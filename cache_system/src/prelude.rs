//! Convenience re-exports for common cache-system usage

// Core cache system components
pub use crate::errors::CacheError;
pub use crate::memory::MemoryCache;
pub use crate::redis_cache::RedisCache;
pub use crate::search_cache::SearchCache;
pub use crate::build_cache;

// Re-export centralized config
pub use config::{CacheBackend, CacheConfig};

// Common external dependencies
pub use async_trait::async_trait;
pub use serde_json;
//! In-process search cache
//!
//! Backed by a `moka` future cache with a size bound and a cache-wide TTL.
//! Entries are not shared between processes.

use crate::errors::CacheError;
use crate::search_cache::SearchCache;
use async_trait::async_trait;
use config::CacheConfig;
use serde_json::Value;
use std::fmt::Debug;
use std::time::Duration;

#[derive(Clone)]
pub struct MemoryCache {
    cache: moka::future::Cache<String, Value>,
    ttl: Duration,
    prefix: String,
}

impl Debug for MemoryCache {
    fn fmt(&self, f: &mut std::fmt::Formatter<'_>) -> std::fmt::Result {
        f.debug_struct("MemoryCache")
            .field("max_capacity", &self.cache.policy().max_capacity())
            .field("entry_count", &self.cache.entry_count())
            .field("ttl", &self.ttl)
            .field("prefix", &self.prefix)
            .finish()
    }
}

impl MemoryCache {
    pub fn new(ttl: Duration, max_entries: usize, prefix: &str) -> Result<Self, CacheError> {
        if ttl.is_zero() {
            return Err(CacheError::InvalidTtl(0));
        }
        if max_entries == 0 {
            return Err(CacheError::InvalidConfig(
                "max_entries must be greater than 0".to_string(),
            ));
        }

        let cache = moka::future::Cache::builder()
            .max_capacity(max_entries as u64)
            .time_to_live(ttl)
            .build();

        Ok(Self {
            cache,
            ttl,
            prefix: prefix.to_string(),
        })
    }

    pub fn from_config(config: &CacheConfig) -> Result<Self, CacheError> {
        Self::new(config.ttl_duration(), config.max_entries, &config.key_prefix)
    }

    /// Live entries, after pending evictions and expirations are applied
    pub async fn len(&self) -> usize {
        self.cache.run_pending_tasks().await;
        self.cache.entry_count() as usize
    }

    pub async fn is_empty(&self) -> bool {
        self.len().await == 0
    }
}

#[async_trait]
impl SearchCache for MemoryCache {
    fn prefix(&self) -> &str {
        &self.prefix
    }

    async fn get(&self, key: &str) -> Result<Option<Value>, CacheError> {
        Ok(self.cache.get(key).await)
    }

    async fn set(&self, key: &str, value: &Value) -> Result<(), CacheError> {
        self.cache.insert(key.to_string(), value.clone()).await;
        Ok(())
    }

    async fn evict(&self, key: &str) -> Result<bool, CacheError> {
        Ok(self.cache.remove(key).await.is_some())
    }

    async fn clear(&self) -> Result<u64, CacheError> {
        let removed = self.len().await as u64;
        self.cache.invalidate_all();
        self.cache.run_pending_tasks().await;
        Ok(removed)
    }
}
____________
▶ _Problem statement_: Retype the material. Keep it exact.

▶ _Exercise answer_:
filename cache_system/src/prelude.rs
//! Convenience re-exports for common cache-system usage

// Core cache system components
pub use crate::errors::CacheError;
pub use crate::memory::MemoryCache;
pub use crate::redis_cache::RedisCache;
pub use crate::search_cache::SearchCache;
pub use crate::build_cache;

// Re-export centralized config
pub use config::{CacheBackend, CacheConfig};

// Common external dependencies
pub use async_trait::async_trait;
pub use serde_json;
//! In-process search cache
//!
//! Backed by a `moka` future cache with a size bound and a cache-wide TTL.
//! Entries are not shared between processes.

use crate::errors::CacheError;
use crate::search_cache::SearchCache;
use async_trait::async_trait;
use config::CacheConfig;
use serde_json::Value;
use std::fmt::Debug;
use std::time::Duration;

#[derive(Clone)]
pub struct MemoryCache {
    cache: moka::future::Cache<String, Value>,
    ttl: Duration,
    prefix: String,
}

impl Debug for MemoryCache {
    fn fmt(&self, f: &mut std::fmt::Formatter<'_>) -> std::fmt::Result {
        f.debug_struct("MemoryCache")
            .field("max_capacity", &self.cache.policy().max_capacity())
            .field("entry_count", &self.cache.entry_count())
            .field("ttl", &self.ttl)
            .field("prefix", &self.prefix)
            .finish()
    }
}

impl MemoryCache {
    pub fn new(ttl: Duration, max_entries: usize, prefix: &str) -> Result<Self, CacheError> {
        if ttl.is_zero() {
            return Err(CacheError::InvalidTtl(0));
        }
        if max_entries == 0 {
            return Err(CacheError::InvalidConfig(
                "max_entries must be greater than 0".to_string(),
            ));
        }

        let cache = moka::future::Cache::builder()
            .max_capacity(max_entries as u64)
            .time_to_live(ttl)
            .build();

        Ok(Self {
            cache,
            ttl,
            prefix: prefix.to_string(),
        })
    }

    pub fn from_config(config: &CacheConfig) -> Result<Self, CacheError> {
        Self::new(config.ttl_duration(), config.max_entries, &config.key_prefix)
    }

    /// Live entries, after pending evictions and expirations are applied
    pub async fn len(&self) -> usize {
        self.cache.run_pending_tasks().await;
        self.cache.entry_count() as usize
    }

    pub async fn is_empty(&self) -> bool {
        self.len().await == 0
    }
}

#[async_trait]
impl SearchCache for MemoryCache {
    fn prefix(&self) -> &str {
        &self.prefix
    }

    async fn get(&self, key: &str) -> Result<Option<Value>, CacheError> {
        Ok(self.cache.get(key).await)
    }

    async fn set(&self, key: &str, value: &Value) -> Result<(), CacheError> {
        self.cache.insert(key.to_string(), value.clone()).await;
        Ok(())
    }

    async fn evict(&self, key: &str) -> Result<bool, CacheError> {
        Ok(self.cache.remove(key).await.is_some())
    }

    async fn clear(&self) -> Result<u64, CacheError> {
        let removed = self.len().await as u64;
        self.cache.invalidate_all();
        self.cache.run_pending_tasks().await;
        Ok(removed)
    }
}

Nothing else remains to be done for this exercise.